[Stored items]

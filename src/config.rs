//! Server configuration
//!
//! Resolution order: config file, then environment (including `.env`),
//! then command-line flags.

use std::fmt;
use std::path::{Path, PathBuf};

use serde::{Deserialize, Serialize};

use crate::env::EnvVars;
use crate::errors::{Result, SpecmockError};

/// Default system instruction for the generator
pub const DEFAULT_SYSTEM_PROMPT: &str = "Generate realistic mock data for an API.";

/// A string that redacts its value in Debug output to prevent credential leakage
#[derive(Clone, Default, PartialEq, Eq, Serialize, Deserialize)]
#[serde(transparent)]
pub struct SecretString(pub String);

impl SecretString {
    pub fn as_str(&self) -> &str {
        &self.0
    }

    pub fn is_empty(&self) -> bool {
        self.0.is_empty()
    }
}

impl fmt::Debug for SecretString {
    fn fmt(&self, f: &mut fmt::Formatter<'_>) -> fmt::Result {
        if self.0.is_empty() {
            write!(f, "SecretString(\"\")")
        } else {
            write!(f, "SecretString(\"[REDACTED]\")")
        }
    }
}

impl From<String> for SecretString {
    fn from(s: String) -> Self {
        SecretString(s)
    }
}

impl std::str::FromStr for SecretString {
    type Err = std::convert::Infallible;

    fn from_str(s: &str) -> std::result::Result<Self, Self::Err> {
        Ok(SecretString(s.to_string()))
    }
}

/// Which chat-completions API the generator talks to
#[derive(Debug, Clone, Copy, PartialEq, Eq, Default, Serialize, Deserialize, clap::ValueEnum)]
#[serde(rename_all = "lowercase")]
pub enum Provider {
    #[default]
    #[value(name = "openai")]
    OpenAi,
    Azure,
}

/// Generator endpoint and model settings
#[derive(Debug, Clone, Serialize, Deserialize)]
pub struct GeneratorConfig {
    /// `None` until set by the config file, a flag or the environment
    #[serde(default)]
    pub provider: Option<Provider>,

    /// Model name (OpenAI) or deployment name (Azure)
    #[serde(default = "default_model")]
    pub model: String,

    /// API base URL (OpenAI) or resource endpoint (Azure)
    #[serde(default)]
    pub base_url: Option<String>,

    #[serde(default)]
    pub api_key: SecretString,

    /// Azure `api-version` query parameter
    #[serde(default)]
    pub api_version: Option<String>,

    /// Request timeout in seconds
    #[serde(default = "default_timeout")]
    pub timeout_secs: u64,

    #[serde(default = "default_system_prompt")]
    pub system_prompt: String,
}

fn default_model() -> String {
    "gpt-4o".to_string()
}

fn default_timeout() -> u64 {
    60
}

fn default_system_prompt() -> String {
    DEFAULT_SYSTEM_PROMPT.to_string()
}

impl Default for GeneratorConfig {
    fn default() -> Self {
        Self {
            provider: None,
            model: default_model(),
            base_url: None,
            api_key: SecretString::default(),
            api_version: None,
            timeout_secs: default_timeout(),
            system_prompt: default_system_prompt(),
        }
    }
}

impl GeneratorConfig {
    /// The selected provider, OpenAI unless set otherwise
    pub fn provider(&self) -> Provider {
        self.provider.unwrap_or_default()
    }

    /// Fill unset fields from the environment.
    ///
    /// With no provider configured, `AZURE_OPENAI_API_KEY` selects Azure.
    /// An explicit provider only reads its own key variable.
    pub fn apply_env(&mut self, env: &EnvVars) {
        let provider = match self.provider {
            Some(provider) => provider,
            None if self.api_key.is_empty() && env.first_of(&["AZURE_OPENAI_API_KEY"]).is_some() => {
                Provider::Azure
            }
            None => Provider::OpenAi,
        };
        self.provider = Some(provider);

        if self.api_key.is_empty() {
            let key = match provider {
                Provider::Azure => env.first_of(&["AZURE_OPENAI_API_KEY"]),
                Provider::OpenAi => env.first_of(&["OPENAI_API_KEY"]),
            };
            if let Some(key) = key {
                self.api_key = SecretString(key);
            }
        }

        if self.base_url.is_none() {
            self.base_url = match provider {
                Provider::Azure => env.first_of(&["AZURE_OPENAI_ENDPOINT"]),
                Provider::OpenAi => env.first_of(&["OPENAI_BASE_URL"]),
            };
        }

        if self.api_version.is_none() {
            self.api_version = env.first_of(&["OPENAI_API_VERSION"]);
        }

        if let Some(model) = env.first_of(&["SPECMOCK_MODEL"]) {
            self.model = model;
        }
    }

    pub fn validate(&self) -> Result<()> {
        if self.api_key.is_empty() {
            return Err(SpecmockError::Config(
                "No API key configured: set OPENAI_API_KEY, AZURE_OPENAI_API_KEY or --api-key".to_string(),
            ));
        }
        if self.provider() == Provider::Azure {
            if self.base_url.is_none() {
                return Err(SpecmockError::Config(
                    "Azure provider needs an endpoint: set AZURE_OPENAI_ENDPOINT or --base-url".to_string(),
                ));
            }
            if self.api_version.is_none() {
                return Err(SpecmockError::Config(
                    "Azure provider needs an API version: set OPENAI_API_VERSION or --api-version".to_string(),
                ));
            }
        }
        if self.timeout_secs == 0 {
            return Err(SpecmockError::Config("timeout_secs must be positive".to_string()));
        }
        Ok(())
    }
}

/// Mock server configuration
#[derive(Debug, Clone, Serialize, Deserialize)]
pub struct ServerConfig {
    /// Host to bind to
    #[serde(default = "default_host")]
    pub host: String,

    /// Port to bind to
    #[serde(default = "default_port")]
    pub port: u16,

    /// Spec document to serve
    #[serde(default)]
    pub spec: Option<PathBuf>,

    /// Enable request logging
    #[serde(default = "default_true")]
    pub log_requests: bool,

    /// Enable CORS headers
    #[serde(default)]
    pub cors: bool,

    #[serde(default)]
    pub generator: GeneratorConfig,
}

fn default_host() -> String {
    "127.0.0.1".to_string()
}

fn default_port() -> u16 {
    5010
}

fn default_true() -> bool {
    true
}

impl Default for ServerConfig {
    fn default() -> Self {
        Self {
            host: default_host(),
            port: default_port(),
            spec: None,
            log_requests: true,
            cors: false,
            generator: GeneratorConfig::default(),
        }
    }
}

impl ServerConfig {
    pub fn new() -> Self {
        Self::default()
    }

    pub fn with_port(mut self, port: u16) -> Self {
        self.port = port;
        self
    }

    /// Load config from a file, expanding `{{VAR}}` references first
    pub fn load<P: AsRef<Path>>(path: P, env: &EnvVars) -> Result<Self> {
        let raw = std::fs::read_to_string(path.as_ref())?;
        let content = env.expand(&raw)?;

        let ext = path
            .as_ref()
            .extension()
            .and_then(|e| e.to_str())
            .unwrap_or("json");

        match ext {
            "yaml" | "yml" => Self::from_yaml(&content),
            "toml" => toml::from_str(&content)
                .map_err(|e| SpecmockError::Config(format!("Failed to parse TOML config: {}", e))),
            _ => serde_json::from_str(&content)
                .map_err(|e| SpecmockError::Config(format!("Failed to parse JSON config: {}", e))),
        }
    }

    /// Load config from YAML string
    pub fn from_yaml(content: &str) -> Result<Self> {
        serde_yaml::from_str(content)
            .map_err(|e| SpecmockError::Config(format!("Failed to parse YAML config: {}", e)))
    }

    /// Get address string
    pub fn address(&self) -> String {
        format!("{}:{}", self.host, self.port)
    }

    /// Validate configuration
    pub fn validate(&self) -> Result<()> {
        let Some(ref spec) = self.spec else {
            return Err(SpecmockError::Config("No spec file configured".to_string()));
        };
        if !spec.exists() {
            return Err(SpecmockError::Config(format!(
                "Spec file not found: {}",
                spec.display()
            )));
        }
        self.generator.validate()
    }
}
//! JSON schema normalization for strict structured generation
//!
//! A response schema from the spec document goes through four passes, in
//! this order:
//!
//! 1. [`merge_all_of`] folds `allOf` compositions
//! 2. [`remove_unsupported_keywords`] drops range and format constraints
//! 3. [`disallow_additional_properties`] closes every object
//! 4. [`require_all_properties`] marks every declared property required
//!
//! Later passes assume no composition is left and work on the final
//! property set of each object. Every pass returns a new tree.

pub mod envelope;
pub mod flatten;
pub mod kind;
pub mod strict;
pub mod strip;

use serde_json::Value;

pub use envelope::{build_envelope, split_envelope, GeneratedResponse};
pub use flatten::merge_all_of;
pub use kind::{classify, SchemaKind};
pub use strict::{disallow_additional_properties, require_all_properties};
pub use strip::{remove_unsupported_keywords, UNSUPPORTED_KEYWORDS};

/// Run the full strictification pipeline over a schema fragment
pub fn normalize(schema: &Value) -> Value {
    let schema = merge_all_of(schema);
    let schema = remove_unsupported_keywords(&schema);
    let schema = disallow_additional_properties(&schema);
    require_all_properties(&schema)
}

**Assigned task**
Among the records above, find each line holding "derive" and list it.

**Output for this task**
#[derive(Clone, Default, PartialEq, Eq, Serialize, Deserialize)]
#[derive(Debug, Clone, Copy, PartialEq, Eq, Default, Serialize, Deserialize, clap::ValueEnum)]
#[derive(Debug, Clone, Serialize, Deserialize)]
#[derive(Debug, Clone, Serialize, Deserialize)]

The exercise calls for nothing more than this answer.